----- DATA FOR THIS EXERCISE

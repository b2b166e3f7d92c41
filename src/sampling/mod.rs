mod ellipse;
mod hyperbola;
mod parabola;

pub use ellipse::sample_ellipse;
pub use hyperbola::sample_hyperbola;
pub use parabola::sample_parabola;

use serde::{Deserialize, Serialize};

use crate::error::{Result, SamplingError};
use crate::geometry::Conic;
use crate::math::{round_to, Point2};

/// Decimal places kept for sampled coordinates.
pub(crate) const COORD_DECIMALS: i32 = 2;

/// Decimal places kept for the parabola's sweep variable `x`.
pub(crate) const PARABOLA_X_DECIMALS: i32 = 1;

/// Upper bound on the number of samples a single sweep may produce.
const MAX_SAMPLES_PER_SWEEP: f64 = 100_000.0;

/// Parameters controlling curve sampling and the visible viewport.
#[derive(Debug, Clone, Copy, PartialEq, Serialize, Deserialize)]
#[serde(default)]
pub struct SamplingParams {
    /// Half-width of the square viewport; points with `|x|` or `|y|` beyond
    /// it are dropped.
    pub viewport: f64,
    /// The parabola is swept over `x` in `[-parabola_range, parabola_range]`.
    pub parabola_range: f64,
    /// Step of the parabola's `x` sweep.
    pub parabola_step: f64,
    /// Parabola points with `|y|` above this are dropped.
    pub parabola_y_max: f64,
    /// Angular step of the ellipse sweep over `[0, 2π]`, in radians.
    pub angle_step: f64,
    /// Each hyperbola branch is swept over `t` in `[-t_max, t_max]`.
    pub hyperbola_t_max: f64,
    /// Step of the hyperbola's `t` sweep.
    pub hyperbola_step: f64,
}

impl Default for SamplingParams {
    fn default() -> Self {
        Self {
            viewport: 15.0,
            parabola_range: 10.0,
            parabola_step: 0.1,
            parabola_y_max: 20.0,
            angle_step: 0.1,
            hyperbola_t_max: 3.0,
            hyperbola_step: 0.1,
        }
    }
}

impl SamplingParams {
    /// Checks every field, as [`validate_parabola`](Self::validate_parabola),
    /// [`validate_ellipse`](Self::validate_ellipse) and
    /// [`validate_hyperbola`](Self::validate_hyperbola) together.
    ///
    /// # Errors
    ///
    /// Returns [`SamplingError::InvalidParameters`] describing the first
    /// offending field.
    pub fn validate(&self) -> Result<()> {
        self.validate_parabola()?;
        self.validate_ellipse()?;
        self.validate_hyperbola()
    }

    /// Checks the fields used by the parabola sampler.
    ///
    /// # Errors
    ///
    /// Returns [`SamplingError::InvalidParameters`] if the range, step or
    /// `y` bound is not finite and positive, or the step is too small.
    pub fn validate_parabola(&self) -> Result<()> {
        require_positive("parabola_range", self.parabola_range)?;
        require_positive("parabola_step", self.parabola_step)?;
        require_positive("parabola_y_max", self.parabola_y_max)?;
        require_sweep("parabola_step", 2.0 * self.parabola_range / self.parabola_step)
    }

    /// Checks the fields used by the ellipse sampler.
    ///
    /// # Errors
    ///
    /// Returns [`SamplingError::InvalidParameters`] if the viewport or angle
    /// step is not finite and positive, or the step is too small.
    pub fn validate_ellipse(&self) -> Result<()> {
        require_positive("viewport", self.viewport)?;
        require_positive("angle_step", self.angle_step)?;
        require_sweep("angle_step", std::f64::consts::TAU / self.angle_step)
    }

    /// Checks the fields used by the hyperbola sampler.
    ///
    /// # Errors
    ///
    /// Returns [`SamplingError::InvalidParameters`] if the viewport, `t`
    /// range or step is not finite and positive, or the step is too small.
    pub fn validate_hyperbola(&self) -> Result<()> {
        require_positive("viewport", self.viewport)?;
        require_positive("hyperbola_t_max", self.hyperbola_t_max)?;
        require_positive("hyperbola_step", self.hyperbola_step)?;
        require_sweep("hyperbola_step", 2.0 * self.hyperbola_t_max / self.hyperbola_step)
    }

    /// Returns whether `p` lies inside the square viewport.
    #[must_use]
    pub fn in_viewport(&self, p: &Point2) -> bool {
        p.x.abs() <= self.viewport && p.y.abs() <= self.viewport
    }
}

/// An ordered point approximation of one conic instance.
///
/// Points are grouped into branches: one for parabolas and ellipses, two for
/// hyperbolas (right branch first, then left). [`CurveSample::points`] walks
/// all branches in that order.
#[derive(Debug, Clone, Default, PartialEq)]
pub struct CurveSample {
    branches: Vec<Vec<Point2>>,
    closed: bool,
}

impl CurveSample {
    pub(crate) fn single(points: Vec<Point2>, closed: bool) -> Self {
        Self {
            branches: vec![points],
            closed,
        }
    }

    pub(crate) fn from_branches(branches: Vec<Vec<Point2>>) -> Self {
        Self {
            branches,
            closed: false,
        }
    }

    /// Returns the branches in sweep order.
    #[must_use]
    pub fn branches(&self) -> &[Vec<Point2>] {
        &self.branches
    }

    /// Iterates over every point, branch by branch.
    pub fn points(&self) -> impl Iterator<Item = &Point2> {
        self.branches.iter().flatten()
    }

    /// Returns all points as one flat sequence.
    #[must_use]
    pub fn to_vec(&self) -> Vec<Point2> {
        self.points().copied().collect()
    }

    /// Returns the total number of points.
    #[must_use]
    pub fn len(&self) -> usize {
        self.branches.iter().map(Vec::len).sum()
    }

    /// Returns whether no point survived clipping.
    #[must_use]
    pub fn is_empty(&self) -> bool {
        self.branches.iter().all(Vec::is_empty)
    }

    /// Returns whether the sample is a full, unclipped closed loop.
    #[must_use]
    pub fn is_closed(&self) -> bool {
        self.closed
    }
}

/// Samples any conic with the sampler for its type.
///
/// # Errors
///
/// Returns an error if `params` is invalid.
pub fn sample_conic(conic: &Conic, params: &SamplingParams) -> Result<CurveSample> {
    match conic {
        Conic::Parabola(p) => sample_parabola(p, params),
        Conic::Circle(e) | Conic::Ellipse(e) => sample_ellipse(e, params),
        Conic::Hyperbola(hy) => sample_hyperbola(hy, params),
    }
}

fn require_positive(name: &str, value: f64) -> Result<()> {
    if value.is_finite() && value > 0.0 {
        Ok(())
    } else {
        Err(SamplingError::InvalidParameters(format!(
            "{name} must be finite and positive, got {value}"
        ))
        .into())
    }
}

fn require_sweep(name: &str, count: f64) -> Result<()> {
    if count > MAX_SAMPLES_PER_SWEEP {
        return Err(SamplingError::InvalidParameters(format!(
            "{name} is too small: sweep would produce {count:.0} samples"
        ))
        .into());
    }
    Ok(())
}

/// Rounds both coordinates to the sampling precision.
pub(crate) fn round_point(p: Point2) -> Point2 {
    Point2::new(round_to(p.x, COORD_DECIMALS), round_to(p.y, COORD_DECIMALS))
}

#[cfg(test)]
#[allow(clippy::unwrap_used)]
mod tests {
    use super::*;
    use crate::error::ConicError;
    use crate::geometry::{ConicType, ParameterSet};

    #[test]
    fn default_params_are_valid() {
        assert!(SamplingParams::default().validate().is_ok());
    }

    #[test]
    fn zero_step_is_rejected() {
        let params = SamplingParams {
            angle_step: 0.0,
            ..SamplingParams::default()
        };
        let err = params.validate().unwrap_err();
        assert!(matches!(err, ConicError::Sampling(_)));
        assert!(err.to_string().contains("angle_step"));
    }

    #[test]
    fn nan_bound_is_rejected() {
        let params = SamplingParams {
            viewport: f64::NAN,
            ..SamplingParams::default()
        };
        assert!(params.validate().is_err());
    }

    #[test]
    fn tiny_step_is_rejected() {
        let params = SamplingParams {
            parabola_step: 1e-9,
            ..SamplingParams::default()
        };
        let err = params.validate().unwrap_err();
        assert!(err.to_string().contains("too small"));
    }

    #[test]
    fn each_curve_checks_only_its_own_fields() {
        let params = SamplingParams {
            hyperbola_step: 0.0,
            ..SamplingParams::default()
        };
        assert!(params.validate_parabola().is_ok());
        assert!(params.validate_ellipse().is_ok());
        assert!(params.validate_hyperbola().is_err());
        assert!(params.validate().is_err());
    }

    #[test]
    fn params_deserialize_with_defaults() {
        let params: SamplingParams = serde_json::from_str(r#"{"viewport": 8}"#).unwrap();
        assert!((params.viewport - 8.0).abs() < f64::EPSILON);
        assert!((params.parabola_y_max - 20.0).abs() < f64::EPSILON);
    }

    #[test]
    fn flat_view_preserves_branch_order() {
        let sample = CurveSample::from_branches(vec![
            vec![Point2::new(1.0, 0.0), Point2::new(2.0, 1.0)],
            vec![Point2::new(-1.0, 0.0)],
        ]);
        assert_eq!(sample.len(), 3);
        assert_eq!(
            sample.to_vec(),
            vec![Point2::new(1.0, 0.0), Point2::new(2.0, 1.0), Point2::new(-1.0, 0.0)]
        );
        assert!(!sample.is_closed());
    }

    #[test]
    fn empty_branches_are_empty() {
        let sample = CurveSample::from_branches(vec![Vec::new(), Vec::new()]);
        assert!(sample.is_empty());
        assert!(CurveSample::default().is_empty());
    }

    #[test]
    fn sample_conic_dispatches_circle_to_ellipse() {
        let params = SamplingParams::default();
        let circle = Conic::new(ConicType::Circle, &ParameterSet::axial(2.0, 0.0, 0.0)).unwrap();
        let ellipse = Conic::new(ConicType::Ellipse, &ParameterSet::new(2.0, 2.0, 0.0, 0.0)).unwrap();
        assert_eq!(
            sample_conic(&circle, &params).unwrap(),
            sample_conic(&ellipse, &params).unwrap()
        );
    }
}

----------

WORK REQUIRED: Search the records above for the string "coordinates". Report each line that has it.

TASK RESPONSE:
/// Decimal places kept for sampled coordinates.
/// Rounds both coordinates to the sampling precision.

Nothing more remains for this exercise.